Circa cinque anni fa L. Mariani pubblicò ( qui, su CM) un post dedicato al sito archeologico turco di Göbekli Tepe. Esso sorge nel sud della Turchia, non lontano dal confine con la Siria ed è stato portato alla luce dal gruppo dell’archeologo tedesco K. Schmidt intorno alla metà degli anni ’90 del secolo scorso. L’area fu riconosciuta di interesse archeologico, però, fin dal 1963 a causa della presenza di cumuli di selce prodotti dal deposito degli scarti di industrie litiche preistoriche.

Si tratta di uno spettacolare cerchio costituito da pilastri megalitici decorati da bellissime sculture zoomorfe ed antropomorfe. Il complesso si trovava all’interno di un cumulo di terra alto circa 15 metri dal quale emergevano delle pietre: furono proprio questi affioramenti a incuriosire un pastore che riferì alle autorità la circostanza e innescò la catena fattuale che portò allo scavo del sito.

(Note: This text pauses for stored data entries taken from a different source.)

use axum::{
    Json, Router,
    extract::State,
    routing::{delete, get},
};

use crate::{
    dto::wishlist::{AddWishlistRequest, UserWishlist, WishlistProductList},
    error::AppResult,
    extract::{AppJson, AppPath},
    middleware::auth::AuthUser,
    response::ApiResponse,
    services::wishlist_service,
    state::AppState,
};

pub fn router() -> Router<AppState> {
    Router::new()
        .route("/", get(list_wishlist).post(add_to_wishlist))
        .route("/admin/{user_id}", get(admin_user_wishlist))
        .route("/{product_id}", delete(remove_from_wishlist))
}

#[utoipa::path(
    get,
    path = "/api/v1/wishlist",
    responses(
        (status = 200, description = "Wishlisted products", body = ApiResponse<WishlistProductList>)
    ),
    security(("bearer_auth" = [])),
    tag = "Wishlist"
)]
pub async fn list_wishlist(
    State(state): State<AppState>,
    user: AuthUser,
) -> AppResult<Json<ApiResponse<WishlistProductList>>> {
    let resp = wishlist_service::list_wishlist(&state, &user).await?;
    Ok(Json(resp))
}

#[utoipa::path(
    post,
    path = "/api/v1/wishlist",
    request_body = AddWishlistRequest,
    responses(
        (status = 200, description = "Added; repeated adds are no-ops", body = ApiResponse<UserWishlist>),
        (status = 404, description = "Product not found")
    ),
    security(("bearer_auth" = [])),
    tag = "Wishlist"
)]
pub async fn add_to_wishlist(
    State(state): State<AppState>,
    user: AuthUser,
    AppJson(payload): AppJson<AddWishlistRequest>,
) -> AppResult<Json<ApiResponse<UserWishlist>>> {
    let resp = wishlist_service::add_to_wishlist(&state, &user, payload).await?;
    Ok(Json(resp))
}

#[utoipa::path(
    delete,
    path = "/api/v1/wishlist/{product_id}",
    params(
        ("product_id" = i64, Path, description = "Product ID")
    ),
    responses(
        (status = 200, description = "Removed from wishlist", body = ApiResponse<UserWishlist>)
    ),
    security(("bearer_auth" = [])),
    tag = "Wishlist"
)]
pub async fn remove_from_wishlist(
    State(state): State<AppState>,
    user: AuthUser,
    AppPath(product_id): AppPath<i64>,
) -> AppResult<Json<ApiResponse<UserWishlist>>> {
    let resp = wishlist_service::remove_from_wishlist(&state, &user, product_id).await?;
    Ok(Json(resp))
}

#[utoipa::path(
    get,
    path = "/api/v1/wishlist/admin/{user_id}",
    params(
        ("user_id" = i64, Path, description = "User ID")
    ),
    responses(
        (status = 200, description = "Another user's wishlist", body = ApiResponse<UserWishlist>),
        (status = 403, description = "Admin access required")
    ),
    security(("bearer_auth" = [])),
    tag = "Wishlist"
)]
pub async fn admin_user_wishlist(
    State(state): State<AppState>,
    user: AuthUser,
    AppPath(user_id): AppPath<i64>,
) -> AppResult<Json<ApiResponse<UserWishlist>>> {
    let resp = wishlist_service::admin_user_wishlist(&state, &user, user_id).await?;
    Ok(Json(resp))
}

Nel post di L. Mariani, si commentavano i risultati dello studio di alcuni resti biologici (semi carbonizzati ed altri residui vegetali, per la precisione) trovati nel sito che avevano consentito di datare le origini del complesso megalitico a circa 9500 anni fa. Tale datazione è riferita, però, a reperti biologici trovati all’interno del muro che unisce i pilastri e, quindi, non appare rappresentativa dell’età dell’intero complesso. Le ultime datazioni relative all’epoca di costruzione del manufatto hanno consentito di stabilire la data di nascita di quello che gli archeologi definiscono “primo tempio del mondo” a 11,530 BP ± 220 anni (Dietrich & Schmidt, 2010).

Questa data è molto importante nella storia del clima terrestre, in quanto corrisponde ad un periodo climatico conosciuto come Dryas Recente (Younger Dryas event). Si tratta di un evento molto ben documentato nella stratigrafia geologica del nostro pianeta, durante il quale si registrò una brusca riduzione della temperatura terrestre, un avanzamento dei ghiacciai e l’estinzione di molte specie che costituivano la megafauna asiatica ed europea e che sottopose ad una profondissima pressione anche la specie umana. La presenza nella stratigrafia di anomale quantità di platino in corrispondenza dell’inizio di quel periodo geologico, rendono plausibile l’origine cosmica del cambiamento climatico: un corpo celeste si è schiantato sulla Terra provocando un lungo “inverno” o una mini-glaciazione durata circa un millennio.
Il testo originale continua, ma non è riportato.